Reporting guideline for the early stage clinical evaluation of decision support systems driven by artificial intelligence: DECIDE-AI

Collaborators, Affiliations

Reporting guideline for the early stage clinical evaluation of decision support systems driven by artificial intelligence: DECIDE-AI

Baptiste Vasey et al. BMJ. .

Abstract

A growing number of artificial intelligence (AI)-based clinical decision support systems are showing promising performance in preclinical, in silico, evaluation, but few have yet demonstrated real benefit to patient care. Early stage clinical evaluation is important to assess an AI system’s actual clinical performance at small scale, ensure its safety, evaluate the human factors surrounding its use, and pave the way to further large scale trials. However, the reporting of these early studies remains inadequate.

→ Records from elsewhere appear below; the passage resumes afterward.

//! Per-connection duplex forwarding.
//!
//! Each accepted local connection gets one `direct-tcpip` sub-stream (RFC
//! 4254) to the remote target and a relay loop copying bytes both ways in
//! fixed-size chunks. A zero-length read on either side means the peer
//! closed, and ends the relay; so does any I/O error, and so does session
//! cancellation. Both endpoints are dropped, and therefore closed, on every
//! exit path.

use std::sync::Arc;

use russh::client;
use tokio::io::{AsyncRead, AsyncReadExt, AsyncWrite, AsyncWriteExt};
use tokio::net::TcpStream;
use tokio_util::sync::CancellationToken;
use tracing::debug;

use super::error::TunnelError;
use super::session::TunnelHandler;

/// Bytes read per relay step.
pub(crate) const CHUNK_SIZE: usize = 4096;

/// Copy bytes both ways between two endpoints until EOF, an I/O error or
/// cancellation. Returns the byte counts relayed in each direction
/// (`a -> b`, `b -> a`).
///
/// Within one direction bytes arrive in source order; the two directions are
/// independent streams.
pub(crate) async fn relay_streams<A, B>(
    a: A,
    b: B,
    cancel: CancellationToken,
) -> std::io::Result<(u64, u64)>
where
    A: AsyncRead + AsyncWrite + Unpin,
    B: AsyncRead + AsyncWrite + Unpin,
{
    let (mut a_read, mut a_write) = tokio::io::split(a);
    let (mut b_read, mut b_write) = tokio::io::split(b);

    let mut buf_a = [0u8; CHUNK_SIZE];
    let mut buf_b = [0u8; CHUNK_SIZE];
    let mut a_to_b: u64 = 0;
    let mut b_to_a: u64 = 0;

    loop {
        tokio::select! {
            biased;

            _ = cancel.cancelled() => break,

            read = a_read.read(&mut buf_a) => {
                let n = read?;
                if n == 0 {
                    break;
                }
                b_write.write_all(&buf_a[..n]).await?;
                a_to_b += n as u64;
            }

            read = b_read.read(&mut buf_b) => {
                let n = read?;
                if n == 0 {
                    break;
                }
                a_write.write_all(&buf_b[..n]).await?;
                b_to_a += n as u64;
            }
        }
    }

    Ok((a_to_b, b_to_a))
}

/// Forward one accepted local connection through the SSH session.
///
/// Opens a `direct-tcpip` sub-stream to `target_host:target_port` and relays
/// until either side closes or the session is cancelled.
pub(crate) async fn forward_connection(
    handle: Arc<client::Handle<TunnelHandler>>,
    local: TcpStream,
    target_host: String,
    target_port: u16,
    cancel: CancellationToken,
) -> Result<(u64, u64), TunnelError> {
    let (originator_ip, originator_port) = match local.peer_addr() {
        Ok(peer) => (peer.ip().to_string(), peer.port() as u32),
        Err(_) => ("127.0.0.1".to_string(), 0),
    };

    let channel = handle
        .channel_open_direct_tcpip(
            &target_host,
            target_port as u32,
            &originator_ip,
            originator_port,
        )
        .await
        .map_err(|e| TunnelError::Network(format!("failed to open direct-tcpip channel: {e}")))?;

    let relayed = relay_streams(local, channel.into_stream(), cancel)
        .await
        .map_err(|e| TunnelError::Network(format!("forwarding ended with error: {e}")))?;

    debug!(
        sent = relayed.0,
        received = relayed.1,
        "forwarded connection closed"
    );
    Ok(relayed)
}

#[cfg(test)]
mod tests {
    use super::*;
    use tokio::io::duplex;

    #[tokio::test]
    async fn relays_bytes_in_both_directions_in_order() {
        let (client_a, relay_a) = duplex(64);
        let (client_b, relay_b) = duplex(64);
        let cancel = CancellationToken::new();
        let relay = tokio::spawn(relay_streams(relay_a, relay_b, cancel));

        let (mut a_read, mut a_write) = tokio::io::split(client_a);
        let (mut b_read, mut b_write) = tokio::io::split(client_b);

        a_write.write_all(b"hello over the tunnel").await.unwrap();
        let mut buf = [0u8; 21];
        b_read.read_exact(&mut buf).await.unwrap();
        assert_eq!(&buf, b"hello over the tunnel");

        b_write.write_all(b"and back again").await.unwrap();
        let mut buf = [0u8; 14];
        a_read.read_exact(&mut buf).await.unwrap();
        assert_eq!(&buf, b"and back again");

        // Closing side A propagates EOF and ends the relay.
        drop(a_read);
        drop(a_write);
        let (a_to_b, b_to_a) = relay.await.unwrap().unwrap();
        assert_eq!(a_to_b, 21);
        assert_eq!(b_to_a, 14);
    }

    #[tokio::test]
    async fn relays_payloads_larger_than_one_chunk() {
        let (client_a, relay_a) = duplex(256);
        let (client_b, relay_b) = duplex(256);
        let cancel = CancellationToken::new();
        let relay = tokio::spawn(relay_streams(relay_a, relay_b, cancel));

        let payload: Vec<u8> = (0..3 * CHUNK_SIZE + 17).map(|i| (i % 251) as u8).collect();
        let expected = payload.clone();

        let (_, mut a_write) = tokio::io::split(client_a);
        let (mut b_read, _b_write) = tokio::io::split(client_b);

        let writer = tokio::spawn(async move {
            a_write.write_all(&payload).await.unwrap();
            a_write.shutdown().await.unwrap();
        });

        let mut received = vec![0u8; expected.len()];
        b_read.read_exact(&mut received).await.unwrap();
        assert_eq!(received, expected);

        writer.await.unwrap();
        relay.await.unwrap().unwrap();
    }

    #[tokio::test]
    async fn cancellation_ends_an_idle_relay() {
        let (_client_a, relay_a) = duplex(64);
        let (_client_b, relay_b) = duplex(64);
        let cancel = CancellationToken::new();
        let relay = tokio::spawn(relay_streams(relay_a, relay_b, cancel.clone()));

        cancel.cancel();
        let (a_to_b, b_to_a) = relay.await.unwrap().unwrap();
        assert_eq!((a_to_b, b_to_a), (0, 0));
    }
}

The present statement provides a multistakeholder, consensus-based reporting guideline for the Developmental and Exploratory Clinical Investigations of DEcision support systems driven by Artificial Intelligence (DECIDE-AI). We conducted a two round, modified Delphi process to collect and analyse expert opinion on the reporting of early clinical evaluation of AI systems. Experts were recruited from 20 predefined stakeholder categories. The final composition and wording of the guideline was determined at a virtual consensus meeting. The checklist and the Explanation & Elaboration (E&E) sections were refined based on feedback from a qualitative evaluation process. 123 experts participated in the first round of Delphi, 138 in the second, 16 in the consensus meeting, and 16 in the qualitative evaluation. The DECIDE-AI reporting guideline comprises 17 AI specific reporting items (made of 28 subitems) and 10 generic reporting items, with an E&E paragraph provided for each. Through consultation and consensus with a range of stakeholders, we have developed a guideline comprising key items that should be reported in early stage clinical studies of AI-based decision support systems in healthcare. By providing an actionable checklist of minimal reporting items, the DECIDE-AI guideline will facilitate the appraisal of these studies and replicability of their findings.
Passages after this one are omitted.